I had pretty much forgotten about this sighting until the other day when I visited Wood’s Pond in Norwalk, Conn., a frequent haunt of mine. A lingering Great Blue Heron
(click “continue reading” for another photo of the female Wood Duck)
stalked the shoreline and a bunch of Hooded Mergansers were spread out in small flocks throughout the pond. Then a large group of Mallards started swimming toward my car. Just the resident, tame Mallards, I thought. It’s always a good idea to check out flocks for something unusual, though. Snow Geese can sometimes be found among flocks of Canada Geese, for instance. So I checked out this flock of Mallards, but found nothing out of the ordinary — at first.

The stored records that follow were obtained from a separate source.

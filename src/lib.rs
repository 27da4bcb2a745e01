//! Kanban Board Client
//!
//! Board view state without the rendering:
//! - models: Board mirror data structures
//! - ordering: Local list moves
//! - commands: Backend bindings and the in-memory guest backend
//! - store: The board mirror
//! - dispatch: Per-container persistence queue
//! - reconciler: Drag/drop handling with optimistic updates

pub mod commands;
pub mod dispatch;
pub mod models;
pub mod ordering;
pub mod reconciler;
pub mod store;


pub use commands::{BoardBackend, GuestBackend, MoveCardArgs, ReorderCardsArgs, ReorderColumnsArgs};
pub use dispatch::{Completion, CompletionOrdering, ContainerKey, Mutation, MutationQueue};
pub use kanban_dragdrop::{DragItem, DropTarget};
pub use models::{Board, Card, Column};
pub use reconciler::{DropEffect, Notice, NoticeLevel, Reconciler, ReconcilerOptions, RollbackPolicy};
pub use store::BoardMirror;
//! Reorder/Move Engine
//!
//! Turns a requested order into renormalized positions and writes the rows
//! that changed through an `OrderingStore`.

mod reorder;

#[cfg(test)]
mod tests;

pub use reorder::{ReorderEngine, ReorderOutcome};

Then more Mallards swam slowly along the shore to join the initial Mallard flock. Something looked different about this new flock, however. Sure enough, a female Wood Duck was included in the flock. Would the lone Wood Duck among the flock act like a Wood Duck or a Mallard, I wondered. Just like the male Wood Duck I had seen at Central Park years ago, this female Woodie acted very much like a Mallard. It followed the Mallards out of the water and into the parking lot. They figured out quickly that I wasn’t going to throw them any bread (or anything else for that matter) so they all retreated back into the water. The Wood Duck stuck out from the larger Mallards, but seemed comfortable within the flock. The Mallards, likewise, seemed to have no problem with the Wood Duck.
Wood Ducks and Mallards sometime cross breed and have hybrid Mallard X Wood Duck offspring. My guess is that this was not the case with this grouping. My guess (note, it’s just a guess) is that the Wood Duck somehow got separated from its flock and simply started hanging out with this flock of Mallards. It will likely remain with the flock throughout winter and return to other Wood Ducks next spring for the breeding season. Either way, it was nice to see the Wood Duck, especially so close. Female Wood Ducks are not as flashy as male Wood Ducks, but as you can see from the photos, they are lookers in their own right.